Evan and I talked about ask/bid spread, which appears to be the same as slippage, yes? I had no idea what this was until a few hours ago, and appears to be something that would be v imporant to incorporate. Assume that a stock has a listed closing price of X is there a reasonable function to get an estimate of the price I would be expected to sell at, assuming I sell at close? Im learning that it is slightly smaller than X, but Im wondering if its possible to estimate it quantitatively.


"If you've sure you're not doing any of the above, well, trade it by hand for awhile and see how it goes."

Just to note: Im more interested IF its possible to using past information to predict the future, not necessarily (at least here) with trading.

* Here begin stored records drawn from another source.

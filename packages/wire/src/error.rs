//! Error types for the wire layer.

use thiserror::Error;

/// Errors raised while translating engine payloads.
#[derive(Debug, Error)]
pub enum WireError {
    /// A callback arrived on a channel name we never registered.
    #[error("unknown callback channel: {name}")]
    UnknownCallback { name: String },

    /// The payload did not have the JSON type the channel requires.
    #[error("unexpected payload type: expected {expected}, got {actual}")]
    UnexpectedType {
        expected: &'static str,
        actual: &'static str,
    },

    /// The payload had the right shape but could not be decoded into an item.
    #[error("item decode error: {0}")]
    Decode(#[source] serde_json::Error),

    /// An item could not be encoded for the engine.
    #[error("item encode error: {0}")]
    Encode(#[source] serde_json::Error),
}

/// Result type alias for wire operations.
pub type Result<T> = std::result::Result<T, WireError>;

/// Name of the JSON type of a value, for error messages.
pub(crate) fn json_type_name(value: &serde_json::Value) -> &'static str {
    match value {
        serde_json::Value::Null => "null",
        serde_json::Value::Bool(_) => "bool",
        serde_json::Value::Number(_) => "number",
        serde_json::Value::String(_) => "string",
        serde_json::Value::Array(_) => "array",
        serde_json::Value::Object(_) => "object",
    }
}
//! Error taxonomy for datastore operations.

use lockbox_wire::WireError;
use thiserror::Error;

use crate::engine::EngineError;

/// Errors surfaced by the bridge as `DataStoreEvent::Error`.
///
/// Every variant is a terminal outcome for the call that produced it; the
/// bridge never retries on its own.
#[derive(Debug, Clone, PartialEq, Eq, Error)]
pub enum DataStoreError {
    /// A mutation was attempted on an item without an id.
    #[error("no item id passed")]
    NoIdPassed,

    /// A sensitive operation was attempted while the store is locked.
    #[error("datastore is locked")]
    Locked,

    /// A sensitive operation was attempted before the store was initialized.
    #[error("datastore is not initialized")]
    NotInitialized,

    /// A callback payload did not decode.
    #[error("unexpected payload type")]
    UnexpectedType,

    /// A callback arrived on a channel we never registered.
    #[error("unexpected javascript method")]
    UnexpectedJavaScriptMethod,

    /// The engine could not be bootstrapped.
    #[error("unknown datastore error")]
    Unknown,

    /// The engine reported a failure.
    #[error("engine error: {message}")]
    Engine { message: String },

    /// No completion arrived within the configured callback timeout.
    #[error("timed out waiting for {operation} to complete")]
    Timeout { operation: &'static str },
}

impl From<WireError> for DataStoreError {
    fn from(e: WireError) -> Self {
        match e {
            WireError::UnknownCallback { .. } => DataStoreError::UnexpectedJavaScriptMethod,
            WireError::UnexpectedType { .. } | WireError::Decode(_) | WireError::Encode(_) => {
                DataStoreError::UnexpectedType
            }
        }
    }
}

impl From<EngineError> for DataStoreError {
    fn from(e: EngineError) -> Self {
        DataStoreError::Engine {
            message: e.to_string(),
        }
    }
}

/// Result type alias for bridge operations.
pub type Result<T> = std::result::Result<T, DataStoreError>;
//! Events published by the bridge and the bus that carries them.

use std::collections::BTreeMap;
use std::sync::Arc;

use lockbox_domain::Item;
use tokio::sync::broadcast;

use crate::error::DataStoreError;

/// A state change or failure reported by the bridge.
#[derive(Debug, Clone, PartialEq)]
pub enum DataStoreEvent {
    Opened(bool),
    Initialized(bool),
    Locked(bool),
    ItemsListed(BTreeMap<String, Item>),
    ItemUpdated(Item),
    Error(DataStoreError),
}

impl DataStoreEvent {
    pub fn is_error(&self) -> bool {
        matches!(self, DataStoreEvent::Error(_))
    }

    /// The error carried by this event, if any.
    pub fn error(&self) -> Option<&DataStoreError> {
        match self {
            DataStoreEvent::Error(e) => Some(e),
            _ => None,
        }
    }
}

/// Anything that accepts bridge events.
///
/// The application's central bus implements this; the bridge only ever
/// publishes to it.
pub trait Dispatcher: Send + Sync {
    fn dispatch(&self, event: DataStoreEvent);
}

impl<T: Dispatcher + ?Sized> Dispatcher for Arc<T> {
    fn dispatch(&self, event: DataStoreEvent) {
        (**self).dispatch(event)
    }
}

impl<T: Dispatcher + ?Sized> Dispatcher for Box<T> {
    fn dispatch(&self, event: DataStoreEvent) {
        self.as_ref().dispatch(event)
    }
}

/// A fan-out bus backed by a tokio broadcast channel.
///
/// Every subscriber sees every event published after it subscribed.
/// Subscribers that fall more than `capacity` events behind lose the
/// oldest ones.
#[derive(Debug, Clone)]
pub struct BroadcastDispatcher {
    tx: broadcast::Sender<DataStoreEvent>,
}

impl BroadcastDispatcher {
    pub fn new(capacity: usize) -> Self {
        let (tx, _rx) = broadcast::channel(capacity.max(1));
        Self { tx }
    }

    pub fn subscribe(&self) -> broadcast::Receiver<DataStoreEvent> {
        self.tx.subscribe()
    }

    pub fn subscriber_count(&self) -> usize {
        self.tx.receiver_count()
    }
}

impl Dispatcher for BroadcastDispatcher {
    fn dispatch(&self, event: DataStoreEvent) {
        if self.tx.send(event).is_err() {
            tracing::trace!("no listeners for datastore event");
        }
    }
}

#[cfg(test)]
mod tests {
    use super::*;

    #[tokio::test]
    async fn fans_out_to_every_subscriber() {
        let bus = BroadcastDispatcher::new(8);
        let mut a = bus.subscribe();
        let mut b = bus.subscribe();
        assert_eq!(bus.subscriber_count(), 2);

        bus.dispatch(DataStoreEvent::Locked(true));

        assert_eq!(a.recv().await.unwrap(), DataStoreEvent::Locked(true));
        assert_eq!(b.recv().await.unwrap(), DataStoreEvent::Locked(true));
    }

    #[test]
    fn dispatch_without_listeners_is_fine() {
        let bus = BroadcastDispatcher::new(1);
        bus.dispatch(DataStoreEvent::Opened(false));
    }

    #[test]
    fn late_subscriber_misses_earlier_events() {
        let bus = BroadcastDispatcher::new(4);
        bus.dispatch(DataStoreEvent::Opened(true));
        let mut late = bus.subscribe();
        assert!(late.try_recv().is_err());
    }

    #[test]
    fn error_accessors() {
        let event = DataStoreEvent::Error(DataStoreError::Locked);
        assert!(event.is_error());
        assert_eq!(event.error(), Some(&DataStoreError::Locked));
        assert_eq!(DataStoreEvent::Initialized(true).error(), None);
    }
}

Also, just as a general comment to all: I dont really know how to explain it, but you often see people on the forums with little poker knowledge arging against the common beliefs, and you cant help but think that he just doesnt understand the game. Im well aware thats what Im doing here, Id like to stress that Im skeptical of the results myself. Given the debate over the EMH, its v odd that the model could predict the top 100 performers for the next day so well; it would stand to reason that if the model were accurate, that the EMH ought to be discared, yet it hasnt been. But, again, I just couldnt find the error. If anyone knows matlab well, Id be haappy to comment/clean up the code and have them audit it.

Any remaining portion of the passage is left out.